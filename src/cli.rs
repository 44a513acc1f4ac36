//! Command-line reporting of check-ins, for cron jobs driven from shell scripts.

use crate::agent::Agent;
use crate::check_in::Cron;
use crate::config::{AppsignalConfig, ConfigLoader};
use crate::logging::LoggingConfig;
use anyhow::{bail, Context};
use clap::{Parser, Subcommand};
use std::path::PathBuf;

/// Report AppSignal check-ins
#[derive(Parser)]
#[command(name = "appsignal-check-in")]
#[command(about = "Report cron and heartbeat check-ins to AppSignal")]
pub struct Cli {
    #[command(subcommand)]
    pub command: Commands,

    /// Project root used to find config/appsignal.toml
    #[arg(long, default_value = ".")]
    pub root: PathBuf,

    /// Configuration file path (overrides default config loading)
    #[arg(long)]
    pub config: Option<PathBuf>,

    /// Enable verbose logging
    #[arg(long, default_value = "false")]
    pub verbose: bool,

    /// Log level (trace, debug, info, warn, error, off)
    #[arg(long)]
    pub log_level: Option<String>,
}

#[derive(Subcommand)]
pub enum Commands {
    /// Report a cron check-in
    Cron {
        /// Cron check-in identifier
        identifier: String,

        /// Report the start of the job instead of its finish
        #[arg(long, conflicts_with = "finish")]
        start: bool,

        /// Report the finish of the job (default)
        #[arg(long)]
        finish: bool,
    },
    /// Report a heartbeat check-in
    Heartbeat {
        /// Heartbeat check-in identifier
        identifier: String,
    },
}

impl Cli {
    /// Load configuration from `--config` or the project root.
    pub fn load_config(&self) -> anyhow::Result<AppsignalConfig> {
        match &self.config {
            Some(path) => ConfigLoader::load_from_file(path)
                .with_context(|| format!("Failed to load config file {}", path.display())),
            None => ConfigLoader::load(&self.root)
                .with_context(|| format!("Failed to load config from {}", self.root.display())),
        }
    }

    /// Apply `--verbose` and `--log-level` on top of the configured logging.
    pub fn logging_config(&self, config: &AppsignalConfig) -> LoggingConfig {
        let mut logging = config.logging.clone();
        if self.verbose {
            logging.level = "debug".to_string();
        }
        if let Some(level) = &self.log_level {
            logging.level = level.clone();
        }
        logging
    }
}

/// Report the requested check-in and wait for it to be transmitted.
pub fn run(cli: &Cli, config: AppsignalConfig) -> anyhow::Result<()> {
    if !config.active {
        bail!(
            "Check-ins are not active for environment '{}'; set `active = true` or APPSIGNAL_ACTIVE=true",
            config.environment
        );
    }

    let agent = Agent::from_config(config).context("Failed to create check-in agent")?;
    agent.start().context("Failed to start check-in agent")?;

    let check_ins = agent.check_ins();
    match &cli.command {
        Commands::Cron {
            identifier, start, ..
        } => {
            let cron = Cron::new(identifier.clone());
            if *start {
                cron.start(&check_ins);
            } else {
                cron.finish(&check_ins);
            }
        }
        Commands::Heartbeat { identifier } => check_ins.heartbeat(identifier.clone()),
    }

    // Stopping flushes immediately instead of waiting for the debounce
    agent.stop();

    let scheduler = agent.scheduler();
    if scheduler.transmitted() == 0 {
        bail!("Check-in was not transmitted");
    }
    if scheduler.failed() > 0 {
        bail!("Check-in was not accepted by the collector");
    }
    Ok(())
}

^^^^

__WORK ORDER__
Retype the material above in full, with nothing altered.

__RESPONSE BOX__
filename src/cli.rs
repository 44a513acc1f4ac36
//! Command-line reporting of check-ins, for cron jobs driven from shell scripts.

use crate::agent::Agent;
use crate::check_in::Cron;
use crate::config::{AppsignalConfig, ConfigLoader};
use crate::logging::LoggingConfig;
use anyhow::{bail, Context};
use clap::{Parser, Subcommand};
use std::path::PathBuf;

/// Report AppSignal check-ins
#[derive(Parser)]
#[command(name = "appsignal-check-in")]
#[command(about = "Report cron and heartbeat check-ins to AppSignal")]
pub struct Cli {
    #[command(subcommand)]
    pub command: Commands,

    /// Project root used to find config/appsignal.toml
    #[arg(long, default_value = ".")]
    pub root: PathBuf,

    /// Configuration file path (overrides default config loading)
    #[arg(long)]
    pub config: Option<PathBuf>,

    /// Enable verbose logging
    #[arg(long, default_value = "false")]
    pub verbose: bool,

    /// Log level (trace, debug, info, warn, error, off)
    #[arg(long)]
    pub log_level: Option<String>,
}

#[derive(Subcommand)]
pub enum Commands {
    /// Report a cron check-in
    Cron {
        /// Cron check-in identifier
        identifier: String,

        /// Report the start of the job instead of its finish
        #[arg(long, conflicts_with = "finish")]
        start: bool,

        /// Report the finish of the job (default)
        #[arg(long)]
        finish: bool,
    },
    /// Report a heartbeat check-in
    Heartbeat {
        /// Heartbeat check-in identifier
        identifier: String,
    },
}

impl Cli {
    /// Load configuration from `--config` or the project root.
    pub fn load_config(&self) -> anyhow::Result<AppsignalConfig> {
        match &self.config {
            Some(path) => ConfigLoader::load_from_file(path)
                .with_context(|| format!("Failed to load config file {}", path.display())),
            None => ConfigLoader::load(&self.root)
                .with_context(|| format!("Failed to load config from {}", self.root.display())),
        }
    }

    /// Apply `--verbose` and `--log-level` on top of the configured logging.
    pub fn logging_config(&self, config: &AppsignalConfig) -> LoggingConfig {
        let mut logging = config.logging.clone();
        if self.verbose {
            logging.level = "debug".to_string();
        }
        if let Some(level) = &self.log_level {
            logging.level = level.clone();
        }
        logging
    }
}

/// Report the requested check-in and wait for it to be transmitted.
pub fn run(cli: &Cli, config: AppsignalConfig) -> anyhow::Result<()> {
    if !config.active {
        bail!(
            "Check-ins are not active for environment '{}'; set `active = true` or APPSIGNAL_ACTIVE=true",
            config.environment
        );
    }

    let agent = Agent::from_config(config).context("Failed to create check-in agent")?;
    agent.start().context("Failed to start check-in agent")?;

    let check_ins = agent.check_ins();
    match &cli.command {
        Commands::Cron {
            identifier, start, ..
        } => {
            let cron = Cron::new(identifier.clone());
            if *start {
                cron.start(&check_ins);
            } else {
                cron.finish(&check_ins);
            }
        }
        Commands::Heartbeat { identifier } => check_ins.heartbeat(identifier.clone()),
    }

    // Stopping flushes immediately instead of waiting for the debounce
    agent.stop();

    let scheduler = agent.scheduler();
    if scheduler.transmitted() == 0 {
        bail!("Check-in was not transmitted");
    }
    if scheduler.failed() > 0 {
        bail!("Check-in was not accepted by the collector");
    }
    Ok(())
}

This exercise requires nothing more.